Dan semua menjadi semakin jelas ketika Rion lahir. Juna menyadari ada perbedaan besar antara dirinya dan Rion dimata mereka. Bahkan dari namanya saja sudah terlihat bahwa dirinya diasingkan seorang diri. Berbeda dengan Rion dan sepupu-sepunya dari pihak ayah yang memakai nama keluarga di belakang nama mereka. Begitupun Ayah dan Bunda yang dulunya teramat menyayanginya, perlahan berubah semenjak kehadiran Rion. Meski tak begitu parah, ayah dan bunda masih kerap memperlakukan Juna dan Rion secara adil. Walau terkadang mereka seakan cenderung memihak pada Rion.
Namun meski begitu Juna sangat menyayangi adiknya itu. Meski keadaan membuat ia perlahan menjauh, namun percayalah Juna tak akan pernah bisa membenci anak yang dulunya selalu berlari padanya dan memanggilnya Abang dengan ceria.
Juna tidak tau kapan tepatnya hubungannya dan Rion merenggang. Yang jelas, dalam ingatannya, semenjak Rion dan dirinya memasuki masa sekolah. Semua terjadi perlahan. Dimana Rion yang kerap menjadi anak emas kebanggaan sekolah menjadi patokan bagi ayah untuk membandingkan mereka. Dan Juna yang seringkali berbuat ulah dan memiliki nilai akademis rata-rata, membuat bunda kerap merasa putus asa mendidiknya dan lagi-lagi menjadikan Rion sebagai acuan.
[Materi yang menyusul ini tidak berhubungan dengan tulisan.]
mod common;

use std::{thread, time::Duration};

use common::{Member, MockServer, Op, Response, closed_port, hash_of};
use docwire::{
    ConnectionManager, Cursor, ReadMode, ReadPreference,
    connection::{MemberState, read_preference::parse_tagset},
    doc,
    error::{ConnectionError, Error},
    protocol::flags,
};

struct Cluster {
    a: MockServer,
    b: MockServer,
    c: MockServer,
}

/// `a` is primary; `b` and `c` are secondaries. `a` and `b` are tagged `dc:ny`, `c` is `dc:sf`.
fn cluster() -> Cluster {
    let listeners = [MockServer::bind(), MockServer::bind(), MockServer::bind()];
    let hosts: Vec<String> = listeners.iter().map(hash_of).collect();
    let members = vec![
        (hosts[0].clone(), "PRIMARY".to_string(), doc! { "dc" => "ny" }),
        (hosts[1].clone(), "SECONDARY".to_string(), doc! { "dc" => "ny" }),
        (hosts[2].clone(), "SECONDARY".to_string(), doc! { "dc" => "sf" }),
    ];

    let mut servers = listeners.into_iter().zip(hosts.iter()).map(|(listener, me)| {
        let member = Member {
            set: "rs0".to_string(),
            me: me.clone(),
            primary: hosts[0].clone(),
            hosts: hosts.clone(),
            members: members.clone(),
        };
        MockServer::serve(listener, move |op| {
            member.answer(op).or_else(|| match op {
                Op::Query { namespace, .. } if namespace == "app.things" => Some(
                    Response::document(doc! { "served_by" => member.me.as_str() }),
                ),
                _ => None,
            })
        })
    });

    let a = servers.next().unwrap();
    let b = servers.next().unwrap();
    let c = servers.next().unwrap();
    Cluster { a, b, c }
}

fn manager(uri: &str) -> ConnectionManager {
    let mut manager = ConnectionManager::new(uri).unwrap();
    manager.seed_rng(42);
    manager
}

fn secondary(tags: &[&str]) -> ReadPreference {
    preference(ReadMode::Secondary, tags)
}

fn preference(mode: ReadMode, tags: &[&str]) -> ReadPreference {
    let tagsets = tags.iter().map(|t| parse_tagset(t).unwrap()).collect();
    ReadPreference::new(mode, tagsets).unwrap()
}

#[test]
fn discovers_members_from_a_secondary_seed() {
    let cluster = cluster();
    let manager = manager(&format!("mongodb://{}/?replicaSet=rs0", cluster.b.hash()));

    assert_eq!(manager.primary_hash(), Some(cluster.a.hash().as_str()));
    assert_eq!(manager.hosts().count(), 3);
    assert_eq!(
        manager.host(&cluster.a.hash()).unwrap().state,
        MemberState::Primary
    );
    assert_eq!(
        manager.host(&cluster.c.hash()).unwrap().state,
        MemberState::Secondary
    );

    let view = manager.replica_set_view().unwrap();
    assert_eq!(view.len(), 3);
    assert_eq!(
        view.member(&cluster.c.hash())
            .unwrap()
            .tags
            .get("dc")
            .map(String::as_str),
        Some("sf")
    );

    assert!(cluster.b.ops().iter().any(|op| op.command() == Some("isMaster")));
    assert!(
        cluster
            .a
            .ops()
            .iter()
            .any(|op| op.command() == Some("replSetGetStatus"))
    );
}

#[test]
fn mismatched_set_name_is_fatal() {
    let cluster = cluster();
    let err = ConnectionManager::new(&format!(
        "mongodb://{},{}/?replicaSet=other",
        cluster.a.hash(),
        cluster.b.hash()
    ))
    .err()
    .unwrap();

    match err {
        Error::Connection(ConnectionError::ReplicaSetMismatch { expected, found }) => {
            assert_eq!(expected, "other");
            assert_eq!(found, "rs0");
        }
        other => panic!("unexpected error {other}"),
    }
    assert!(cluster.b.ops().is_empty());
}

#[test]
fn unreachable_seed_falls_through_to_the_next() {
    let cluster = cluster();
    let manager = manager(&format!(
        "mongodb://127.0.0.1:{},{}/?replicaSet=rs0&connectTimeoutMS=500",
        closed_port(),
        cluster.c.hash()
    ));
    assert_eq!(manager.primary_hash(), Some(cluster.a.hash().as_str()));
}

#[test]
fn exhausted_seeds_surface_the_last_failure() {
    let first = closed_port();
    let last = closed_port();
    let err = ConnectionManager::new(&format!(
        "mongodb://127.0.0.1:{first},127.0.0.1:{last}/?replicaSet=rs0&connectTimeoutMS=500"
    ))
    .err()
    .unwrap();

    match err {
        Error::Connection(ConnectionError::SeedsExhausted { last: message }) => {
            assert!(message.contains(&format!("127.0.0.1:{last}")), "{message}");
        }
        other => panic!("unexpected error {other}"),
    }
}

#[test]
fn reads_route_by_preference() {
    let cluster = cluster();
    let mut manager = manager(&format!("mongodb://{}/?replicaSet=rs0", cluster.a.hash()));

    assert_eq!(
        manager.read_target(&ReadPreference::primary()).unwrap(),
        cluster.a.hash()
    );
    assert_eq!(
        manager.read_target(&secondary(&["dc:sf"])).unwrap(),
        cluster.c.hash()
    );

    let chosen = manager.read_target(&secondary(&[])).unwrap();
    assert!(chosen == cluster.b.hash() || chosen == cluster.c.hash());

    let nearest = manager
        .read_target(&preference(ReadMode::Nearest, &["dc:ny"]))
        .unwrap();
    assert!(nearest == cluster.a.hash() || nearest == cluster.b.hash());
}

#[test]
fn first_matching_tagset_wins() {
    let cluster = cluster();
    let mut manager = manager(&format!("mongodb://{}/?replicaSet=rs0", cluster.a.hash()));

    let chosen = manager
        .read_target(&secondary(&["dc:tokyo", "dc:ny", "dc:sf"]))
        .unwrap();
    assert_eq!(chosen, cluster.b.hash());
}

// Memoization is per manager and per serialized preference: a simplified affinity, not a
// session.
#[test]
fn resolution_sticks_to_the_first_choice() {
    let cluster = cluster();
    let mut manager = manager(&format!("mongodb://{}/?replicaSet=rs0", cluster.a.hash()));

    let first = manager.read_target(&secondary(&[])).unwrap();
    for _ in 0..20 {
        assert_eq!(manager.read_target(&secondary(&[])).unwrap(), first);
    }

    manager.discard(&first);
    let again = manager.read_target(&secondary(&[])).unwrap();
    assert!(again == cluster.b.hash() || again == cluster.c.hash());
}

#[test]
fn secondary_preferred_falls_back_to_primary() {
    let cluster = cluster();
    let mut manager = manager(&format!("mongodb://{}/?replicaSet=rs0", cluster.b.hash()));

    let err = manager.read_target(&secondary(&["dc:tokyo"])).unwrap_err();
    assert!(err.to_string().contains("[{dc:tokyo}]"), "{err}");

    let chosen = manager
        .read_target(&preference(ReadMode::SecondaryPreferred, &["dc:tokyo"]))
        .unwrap();
    assert_eq!(chosen, cluster.a.hash());
}

#[test]
fn secondary_cursor_sets_slave_ok() {
    let cluster = cluster();
    let mut manager = manager(&format!("mongodb://{}/?replicaSet=rs0", cluster.a.hash()));

    let documents = Cursor::new(&mut manager, "app.things", doc! {})
        .read_preference(secondary(&["dc:sf"]))
        .collect::<docwire::Result<Vec<_>>>()
        .unwrap();

    assert_eq!(documents.len(), 1);
    assert_eq!(
        documents[0].get_str("served_by"),
        Some(cluster.c.hash().as_str())
    );
    let slave_ok = cluster.c.ops().iter().any(|op| {
        matches!(op, Op::Query { namespace, flags: f, .. }
            if namespace == "app.things" && f & flags::QUERY_SLAVE_OK != 0)
    });
    assert!(slave_ok);
}

#[test]
fn writes_go_to_the_primary_and_are_acknowledged() {
    let cluster = cluster();
    let mut manager = manager(&format!("mongodb://{}/?replicaSet=rs0", cluster.c.hash()));

    let ack = manager
        .write_protocol()
        .unwrap()
        .insert("app.things", &[doc! { "x" => 1 }], 0, None)
        .unwrap()
        .unwrap();
    assert_eq!(ack.get_f64("ok"), Some(1.0));

    let ops = cluster.a.ops();
    let insert = ops
        .iter()
        .position(|op| matches!(op, Op::Insert { namespace, .. } if namespace == "app.things"))
        .unwrap();
    assert!(matches!(
        &ops[insert + 1],
        Op::Query { namespace, query, .. }
            if namespace == "app.$cmd" && query.get_i32("getlasterror") == Some(1)
    ));
}

#[test]
fn unacknowledged_writes_skip_the_round_trip() {
    let cluster = cluster();
    let mut manager = manager(&format!(
        "mongodb://{}/?replicaSet=rs0&w=0",
        cluster.a.hash()
    ));

    let ack = manager
        .write_protocol()
        .unwrap()
        .insert("app.things", &[doc! { "x" => 1 }], 0, None)
        .unwrap();
    assert!(ack.is_none());

    assert!(cluster.a.wait_for(|op| matches!(op, Op::Insert { .. })));
    thread::sleep(Duration::from_millis(50));
    assert!(
        !cluster
            .a
            .ops()
            .iter()
            .any(|op| op.command() == Some("getlasterror"))
    );
}

#[test]
fn primary_preferred_reads_fail_over_to_a_secondary() {
    let listeners = [MockServer::bind(), MockServer::bind()];
    let hosts: Vec<String> = listeners.iter().map(hash_of).collect();
    let members = vec![
        (hosts[0].clone(), "PRIMARY".to_string(), doc! {}),
        (hosts[1].clone(), "SECONDARY".to_string(), doc! {}),
    ];
    let mut servers = listeners.into_iter().zip(hosts.iter()).map(|(listener, me)| {
        let member = Member {
            set: "rs0".to_string(),
            me: me.clone(),
            primary: hosts[0].clone(),
            hosts: hosts.clone(),
            members: members.clone(),
        };
        MockServer::serve(listener, move |op| member.answer(op))
    });
    let mut a = servers.next().unwrap();
    let b = servers.next().unwrap();

    let mut manager = manager(&format!(
        "mongodb://{}/?replicaSet=rs0&connectTimeoutMS=500",
        a.hash()
    ));
    let preferred = ReadPreference::with_mode(ReadMode::PrimaryPreferred);
    assert_eq!(manager.read_target(&preferred).unwrap(), a.hash());

    a.stop();
    manager.discard(&a.hash());

    assert_eq!(manager.read_target(&preferred).unwrap(), b.hash());
    assert_eq!(
        manager.host(&b.hash()).unwrap().state,
        MemberState::Secondary
    );
    // Only `a` was seeded; rediscovery reached `b` through the member list `a` reported.
    assert!(b.ops().iter().any(|op| op.command() == Some("isMaster")));
}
Juna tidak menyalahkan Rion, sungguh. Dia hanya menyayangkan bagaimana ayah dan bunda yang dulunya bersikap adil pada mereka berubah seiring berjalannya waktu. Yang mana hal itu semakin memburuk ketika Juna berada dipetengahan masa SMP. Untuk pertama kali, dia terlibat dalam kenakalan remaja semacam tawuran dan juga terseret dalam kasus narkoba.
Edward marah besar saat itu pada Juna, "Sepertinya semua yang ayah dan bunda ajarkan tidak kamu terima dengan baik. Kami benar-benar kecewa dengan kamu. Tidak bisakah kamu menjadi seperti Rion yang patuh dan penurut? Lihat adikmu itu, dia bahkan selalu membuat kami bangga, tidak seperti kamu yang hanya bisa membuat masalah saja. Apa kamu tidak malu sebagai kakaknya?!"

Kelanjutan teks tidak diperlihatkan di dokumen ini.